Tropes that appear in this chapter:

  • All for Nothing: Taskill did a lot of horrible things to protect Mac Bethad from Berk, but the discovery that Mildew manipulated him all along forces him to realise how pointless, even counterproductive, those actions were since the Hooligans had no reason to consider them an enemy until after they did those things.
  • Allohistorical Allusion: Anne of Kiev wishes she can find a good man that's not like King Henry I of the Capets.
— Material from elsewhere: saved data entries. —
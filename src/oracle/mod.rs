//! Oracle module - access to the on-chain price oracles and rebase target
//!
//! The updater talks to the ledger only through [`OracleClient`] and
//! [`RebaseClient`]; [`EthersLedger`] implements both over JSON-RPC.

mod contract;

pub use contract::{EthersLedger, SignerClient};

use std::sync::Arc;

use anyhow::Result;
use async_trait::async_trait;
use ethers::types::U256;

use crate::types::{OracleEndpoint, OracleReadResult, TxSummary};

/// Read/write access to price oracles
#[cfg_attr(test, mockall::automock)]
#[async_trait]
pub trait OracleClient: Send + Sync {
    /// Current `(price, isFresh)` of the oracle
    async fn read(&self, endpoint: &OracleEndpoint) -> Result<OracleReadResult>;

    /// Submit a new 18-decimal report and wait for it to be mined
    async fn push_report(&self, endpoint: &OracleEndpoint, price: U256) -> Result<TxSummary>;
}

/// The parameterless downstream rebase
#[cfg_attr(test, mockall::automock)]
#[async_trait]
pub trait RebaseClient: Send + Sync {
    async fn rebase(&self) -> Result<TxSummary>;
}

#[async_trait]
impl<T: OracleClient + ?Sized> OracleClient for Arc<T> {
    async fn read(&self, endpoint: &OracleEndpoint) -> Result<OracleReadResult> {
        (**self).read(endpoint).await
    }

    async fn push_report(&self, endpoint: &OracleEndpoint, price: U256) -> Result<TxSummary> {
        (**self).push_report(endpoint, price).await
    }
}

#[async_trait]
impl<T: RebaseClient + ?Sized> RebaseClient for Arc<T> {
    async fn rebase(&self) -> Result<TxSummary> {
        (**self).rebase().await
    }
}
In the original timeline, Anne was Henry's second wife after the death of Matilda and their only child.
  • Badass Boast: In Astrid's letter to King Henry, she declares that if King Stoick dies, she will burn and raze Paris to the ground until only a lake remains in the river it once stood in, and given what she did with the Seine River, she can back up that threat.
  • Balkanize Me: Duke William of Normandy and Duke Conan of Brittany formally secede from the Kingdom of the Franks in protest of King Henry's actions.
  • The Chains of Commanding: Lulach is chafing under the pressure of his duties as Mormaer, to the point he doesn't want to become the King of Alba in the vote to come.
  • Content Warnings:
    Chapter Trigger Warnings: Discussion of a Massacre, Implied Mass Murder, Explicit Medical Trauma
  • Death by Adaptation: In canon Thornado never died; here he is killed during King Henry's ambush.
  • Internal Reveal: Toothless learns of the Pecheneg Dragon Riders from Nightglow (but Hiccup doesn't fully grasp that the "bad walkers" captured dragons to ride).
  • Karma Houdini: Lady Joan pulls a literal vanishing act by disappearing in the chaos of Paris' riots, escaping the consequences of her lying to King Henry and pushing him towards making a mistake so costly his kingdom irreversibly splinters.
  • My God, What Have I Done?: When Taskill learns King Henry attacked Stoick using Hiccup's weapons, he goes in shock over the consequences of what he did since it was under his advice that Mac Bethad sent the designs for those to every king and major noble they could.
  • Screw This, I'm Outta Here: The people of the city of Paris are abandoning the city in droves, unwilling to be there in case Berk launches a retaliatory attack for King Henry's actions.
  • This Means War!: Downplayed. Astrid doesn't commit to declaring war yet, but she issues a warning to King Henry that if King Stoick dies from his wounds, Berk will retaliate and destroy Paris.